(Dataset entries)
-*-*-

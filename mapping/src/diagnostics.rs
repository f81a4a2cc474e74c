//! Recoverable mapping failures: kinds, individual diagnostics, and the
//! per-run collection.
//!
//! Every diagnostic is logged as soon as it is reported and kept for the
//! end-of-run summary. Nothing here ever stops the run.

use std::collections::BTreeMap;
use std::fmt;

use tracing::warn;

/// Category of a recoverable failure.
#[derive(Debug, Clone, Copy, PartialEq, Eq, PartialOrd, Ord)]
pub enum DiagnosticKind {
    /// A record or relationship identifier is not a valid IRI.
    InvalidIri,
    /// A name, city, synonym or cross-reference cannot be encoded as a literal.
    InvalidLiteral,
    /// An external identifier scheme is not in the prefix registry.
    UnhandledPrefix,
    /// A relationship label is outside the fixed vocabulary.
    UnknownRelationship,
}

impl DiagnosticKind {
    /// Short stable name used in summaries.
    #[must_use]
    pub fn as_str(self) -> &'static str {
        match self {
            DiagnosticKind::InvalidIri => "invalid-iri",
            DiagnosticKind::InvalidLiteral => "invalid-literal",
            DiagnosticKind::UnhandledPrefix => "unhandled-prefix",
            DiagnosticKind::UnknownRelationship => "unknown-relationship",
        }
    }
}

/// A single recoverable failure with enough context for manual follow-up.
#[derive(Debug, Clone, PartialEq, Eq)]
pub struct Diagnostic {
    /// What went wrong.
    pub kind: DiagnosticKind,
    /// Identifier of the organization being mapped.
    pub entity: String,
    /// Source field (`name`, `city`, `aliases`, `external_ids.ISNI`, ...).
    pub field: String,
    /// The offending value as found in the record.
    pub value: String,
    /// Why the value was rejected.
    pub reason: String,
    /// Additional detail lines.
    pub details: Vec<String>,
}

impl Diagnostic {
    /// A value that could not become a literal.
    pub fn invalid_literal(
        entity: impl Into<String>,
        field: impl Into<String>,
        value: Option<&str>,
        reason: impl fmt::Display,
    ) -> Self {
        Self::new(DiagnosticKind::InvalidLiteral, entity, field, value, reason)
    }

    /// A value that could not become an IRI.
    pub fn invalid_iri(
        entity: impl Into<String>,
        field: impl Into<String>,
        value: &str,
        reason: impl fmt::Display,
    ) -> Self {
        Self::new(DiagnosticKind::InvalidIri, entity, field, Some(value), reason)
    }

    /// An identifier scheme missing from the registry, with every raw value
    /// the record carried for it.
    pub fn unhandled_prefix<'a>(
        entity: impl Into<String>,
        prefix: &str,
        values: impl IntoIterator<Item = &'a str>,
    ) -> Self {
        let mut d = Self::new(
            DiagnosticKind::UnhandledPrefix,
            entity,
            format!("external_ids.{prefix}"),
            Some(prefix),
            "prefix not in registry",
        );
        d.details = values.into_iter().map(str::to_owned).collect();
        d
    }

    /// A relationship label outside the fixed vocabulary.
    pub fn unknown_relationship(entity: impl Into<String>, label: &str, target: &str) -> Self {
        let mut d = Self::new(
            DiagnosticKind::UnknownRelationship,
            entity,
            "relationships",
            Some(label),
            "relationship type not recognized",
        );
        d.details = vec![format!("target: {target}")];
        d
    }

    fn new(
        kind: DiagnosticKind,
        entity: impl Into<String>,
        field: impl Into<String>,
        value: Option<&str>,
        reason: impl fmt::Display,
    ) -> Self {
        Self {
            kind,
            entity: entity.into(),
            field: field.into(),
            value: value.map_or_else(|| "null".to_owned(), str::to_owned),
            reason: reason.to_string(),
            details: Vec::new(),
        }
    }
}

impl fmt::Display for Diagnostic {
    fn fmt(&self, f: &mut fmt::Formatter<'_>) -> fmt::Result {
        write!(
            f,
            "[{}] {} in {}: {:?} ({})",
            self.entity,
            self.kind.as_str(),
            self.field,
            self.value,
            self.reason
        )?;
        for line in &self.details {
            write!(f, "\n  - {line}")?;
        }
        Ok(())
    }
}

/// All diagnostics of one run, in report order.
#[derive(Debug, Default, Clone)]
pub struct Diagnostics {
    entries: Vec<Diagnostic>,
}

impl Diagnostics {
    /// Creates an empty collection.
    #[must_use]
    pub fn new() -> Self {
        Self::default()
    }

    /// Logs and records a diagnostic.
    pub fn report(&mut self, diagnostic: Diagnostic) {
        warn!(
            kind = diagnostic.kind.as_str(),
            entity = %diagnostic.entity,
            "{diagnostic}"
        );
        self.entries.push(diagnostic);
    }

    /// All diagnostics in report order.
    #[must_use]
    pub fn entries(&self) -> &[Diagnostic] {
        &self.entries
    }

    /// Diagnostics of one kind.
    pub fn of_kind(&self, kind: DiagnosticKind) -> impl Iterator<Item = &Diagnostic> {
        self.entries.iter().filter(move |d| d.kind == kind)
    }

    /// Number of diagnostics.
    #[must_use]
    pub fn len(&self) -> usize {
        self.entries.len()
    }

    /// Whether nothing was reported.
    #[must_use]
    pub fn is_empty(&self) -> bool {
        self.entries.is_empty()
    }

    /// Count per kind, in kind order.
    #[must_use]
    pub fn counts(&self) -> BTreeMap<DiagnosticKind, usize> {
        let mut counts = BTreeMap::new();
        for d in &self.entries {
            *counts.entry(d.kind).or_insert(0) += 1;
        }
        counts
    }

    /// One-line summary such as `invalid-literal=2, unhandled-prefix=1`.
    #[must_use]
    pub fn summary(&self) -> String {
        if self.entries.is_empty() {
            return "no diagnostics".to_owned();
        }
        self.counts()
            .into_iter()
            .map(|(kind, n)| format!("{}={n}", kind.as_str()))
            .collect::<Vec<_>>()
            .join(", ")
    }
}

-*-*-

Search the entries above for lines holding the string "InvalidIri", then report only how many there are.

◆ **Result below**:
3